È, invece, il Tribunale del lavoro di Terni a riconoscere vittima del dovere un soldato contaminato. I giudici hanno così condiviso le tesi dell’avv. Angelo Fiore Tartaglia.

«Incomprensibile l’ostinata violenza del ministero della Difesa che oltre ad accanirsi nel negare il rapporto causa effetto, sperpera soldi pubblici in ricorsi e appelli che servono solo ad umiliare ancora di più i malati». Queste le affermazioni del legale del ricorrente. «Ora è il caso di mettere insieme le centinaia di azioni ostative messe in atto dal ministero, quantificarne le spese e porle all’attenzione della Corte dei Conti che più volte ha “richiamato” i vertici militari a una gestione più accurata nella gestione di questa situazione».

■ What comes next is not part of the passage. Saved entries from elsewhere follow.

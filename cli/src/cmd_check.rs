//! `check` — verify one block hash against the selected checkpoint table.

use std::io::Write;

use anyhow::Result;
use chainanchor_core::{BlockHash, Checkpoints};
use serde_json::json;

use crate::{write_json, EXIT_CHECKPOINT_MISMATCH, EXIT_SUCCESS};

/// Returns the process exit code: success, or the mismatch status when the
/// hash contradicts a checkpoint.
pub fn run(
    checkpoints: &Checkpoints,
    height: u64,
    hash: &BlockHash,
    json: bool,
    out: &mut dyn Write,
) -> Result<i32> {
    match checkpoints.verify_block(height, hash) {
        Ok(()) => {
            let note = if !checkpoints.is_enabled() {
                "checkpoints disabled"
            } else if checkpoints.registry().contains_height(height) {
                "matches checkpoint"
            } else {
                "no checkpoint at this height"
            };
            if json {
                write_json(
                    out,
                    &json!({
                        "height": height,
                        "hash": hash,
                        "accepted": true,
                        "note": note,
                    }),
                )?;
            } else {
                writeln!(out, "OK: block {height} accepted ({note})")?;
            }
            Ok(EXIT_SUCCESS)
        }
        Err(e) if e.is_fatal() => {
            if json {
                write_json(
                    out,
                    &json!({
                        "height": height,
                        "hash": hash,
                        "accepted": false,
                        "error": e.to_string(),
                    }),
                )?;
            } else {
                writeln!(out, "REJECTED: {e}")?;
            }
            Ok(EXIT_CHECKPOINT_MISMATCH)
        }
        Err(e) => Err(e.into()),
    }
}

#[cfg(test)]
mod tests {
    use chainanchor_core::CheckpointConfig;

    use super::*;

    const GENESIS: &str = "d58888d61baa00c7acd6388356e449ca5d54beacab38361fd48cad0012959a2d";

    fn check(cps: &Checkpoints, height: u64, hash: &BlockHash, json: bool) -> (i32, String) {
        let mut out = Vec::new();
        let code = run(cps, height, hash, json, &mut out).unwrap();
        (code, String::from_utf8(out).unwrap())
    }

    #[test]
    fn registered_hash_matches() {
        let genesis: BlockHash = GENESIS.parse().unwrap();
        let (code, out) = check(&Checkpoints::default(), 0, &genesis, false);
        assert_eq!(code, EXIT_SUCCESS);
        assert_eq!(out, "OK: block 0 accepted (matches checkpoint)\n");
    }

    #[test]
    fn mismatch_is_reported_once() {
        let (code, out) = check(&Checkpoints::default(), 0, &BlockHash::ZERO, false);
        assert_eq!(code, EXIT_CHECKPOINT_MISMATCH);
        assert_eq!(out.lines().count(), 1, "{out}");
        assert!(out.starts_with("REJECTED: "));
        assert!(out.contains(GENESIS));
    }

    #[test]
    fn unconstrained_height_passes() {
        let (code, out) = check(&Checkpoints::default(), 3, &BlockHash::ZERO, false);
        assert_eq!(code, EXIT_SUCCESS);
        assert!(out.contains("no checkpoint at this height"));
    }

    #[test]
    fn disabled_checkpoints_pass_forgery() {
        let cps = Checkpoints::new(CheckpointConfig::default().with_enabled(false));
        let (code, out) = check(&cps, 0, &BlockHash::ZERO, false);
        assert_eq!(code, EXIT_SUCCESS);
        assert!(out.contains("checkpoints disabled"));
    }

    #[test]
    fn json_output_carries_verdict() {
        let (code, out) = check(&Checkpoints::default(), 16, &BlockHash::ZERO, true);
        assert_eq!(code, EXIT_CHECKPOINT_MISMATCH);
        let value: serde_json::Value = serde_json::from_str(&out).unwrap();
        assert_eq!(value["accepted"], false);
        assert_eq!(value["height"], 16);
        assert!(value["error"].as_str().unwrap().contains("16"));

        let genesis: BlockHash = GENESIS.parse().unwrap();
        let (_, out) = check(&Checkpoints::default(), 0, &genesis, true);
        let value: serde_json::Value = serde_json::from_str(&out).unwrap();
        assert_eq!(value["accepted"], true);
        assert_eq!(value["hash"], GENESIS);
    }
}
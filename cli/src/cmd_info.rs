//! `info` and `list` — summarise or dump the selected checkpoint table.

use std::io::Write;

use anyhow::Result;
use chainanchor_core::Checkpoints;
use serde_json::json;

use crate::{format_time, write_json};

pub fn run(checkpoints: &Checkpoints, json: bool, out: &mut dyn Write) -> Result<()> {
    let registry = checkpoints.registry();
    let stats = registry.stats();

    if json {
        return write_json(
            out,
            &json!({
                "network": registry.network(),
                "enabled": checkpoints.is_enabled(),
                "checkpoints": registry.len(),
                "max_checkpoint_height": checkpoints.max_checkpoint_height(),
                "total_blocks_estimate": checkpoints.total_blocks_estimate(),
                "stats": stats,
            }),
        );
    }

    writeln!(out, "Network:               {}", registry.network())?;
    writeln!(out, "Checkpoints enabled:   {}", checkpoints.is_enabled())?;
    writeln!(out, "Checkpoint count:      {}", registry.len())?;
    writeln!(out, "Max checkpoint height: {}", checkpoints.max_checkpoint_height())?;
    writeln!(out, "Total blocks estimate: {}", checkpoints.total_blocks_estimate())?;
    writeln!(
        out,
        "Last checkpoint time:  {}",
        format_time(stats.last_checkpoint_time)
    )?;
    writeln!(out, "Last checkpoint txs:   {}", stats.last_checkpoint_tx_count)?;
    writeln!(out, "Transactions per day:  {}", stats.tx_per_day)?;
    Ok(())
}

pub fn list(checkpoints: &Checkpoints, json: bool, out: &mut dyn Write) -> Result<()> {
    let registry = checkpoints.registry();
    if json {
        let rows: Vec<_> = registry.iter().collect();
        return write_json(out, &json!(rows));
    }
    for cp in registry.iter() {
        writeln!(out, "{:>8}  {}", cp.height, cp.hash)?;
    }
    Ok(())
}
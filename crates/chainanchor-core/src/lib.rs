//! chainanchor-core — hardcoded checkpoint trust anchors for a block
//! validation engine.
//!
//! # Architecture
//!
//! ```text
//! CheckpointConfig (enabled, network)
//!        │
//!        ▼
//! select_registry ──► CheckpointRegistry (shipped, immutable, OnceLock)
//!                          ├── verifier   check_block / verify_block
//!                          ├── progress   guess_verification_progress
//!                          └── locator    last_checkpoint / total_blocks_estimate
//!
//! Checkpoints = config + registry, bound once per process
//! ```
//!
//! Everything here is synchronous and pure apart from reading the embedder's
//! [`BlockIndex`].

pub mod checkpoints;
pub mod config;
pub mod error;
pub mod locator;
pub mod progress;
pub mod registry;
pub mod types;
pub mod verifier;

pub use checkpoints::Checkpoints;
pub use config::CheckpointConfig;
pub use error::AnchorError;
pub use locator::{last_checkpoint, total_blocks_estimate, BlockIndex};
pub use progress::{
    estimate_progress, guess_verification_progress, guess_verification_progress_now,
    ProgressEstimate, VerificationPhase, SIGCHECK_VERIFICATION_FACTOR,
};
pub use registry::{select_registry, CheckpointRegistry};
pub use types::{BlockHash, BlockIndexEntry, Checkpoint, CheckpointStats, Network};
pub use verifier::{check_block, verify_block};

E sempre più spesso i ricorsi del ministero della Difesa si infrangono in appello. È la volta della Corte di Trieste, che respinge il ricorso del suddetto dicastero e conferma la sentenza favorevole all’erede di una delle vittime. Quest’ultima è stata pronunciata dal Tribunale del lavoro di Udine.

La vicenda di G.F. ripropone la necessità di essere sempre vigili e attenti sul problema militari italiani morti da Uranio Impoverito.

Le mancate denunce delle vittime e dei familiari e, infine, gli interessi sui poligoni sardi, fanno intendere a una manovra forte dei vertici militari che sono tornati, con prepotenza, a imporre la propria autorità.

Decisa a «rompere quel silenzio spaventoso che c’è stato finora» sull’argomento, l’ex ministro della Difesa Elisabetta Trenta. L’ex Ministro, esattamente un anno fa, aveva annunciato l’avvio di un tavolo tecnico per approfondire il problema dell’Uranio Impoverito. «C’è, esiste, e non possiamo voltarci dall’altra parte».

Governo, occorre legge ad hoc

Per l’ex titolare della Difesa servirebbe una legge che punti a «invertire l’onere con la prova e salvaguardare le vittime da ogni possibile ostruzionismo dell’Amministrazione». Il personale sarebbe, così, sollevato dal dover dimostrare di avere contratto la patologia in servizio. Invece, sarebbe l’Amministrazione a dover dimostrare che la malattia derivi da altre cause.

Per chiarire di chi sono le colpe e, soprattutto, come debbano essere definiti gli indennizzi, si sono alternate ben quattro Commissioni parlamentari di inchiesta. L’ultima presieduta dall’on. Gian Piero Scanu, il quale sostiene la necessità di «un atto di indirizzo che impegni governo e Parlamento ad attuare con la massima tempestività le disposizioni che la Commissione d’inchiesta sull’uranio impoverito della Camera indicherà come non più procrastinabili».

Il commento di Domenico Leggiero: «Ci auguriamo che la raccolta firme per la presentazione della legge Scanu sulla tutela del personale, presentata dall’On.le Gianluca Rizzo, proceda spedita. Sia verso una calendarizzazione, sia verso un’approvazione che rappresenterà il grado di sensibilità del nostro Parlamento verso una problematica che sta uccidendo centinaia di militari. E non si reagisce, solo per continuare a nascondere le colpe di oscuri personaggi ancora troppo forti, per consentire alla verità di emergere».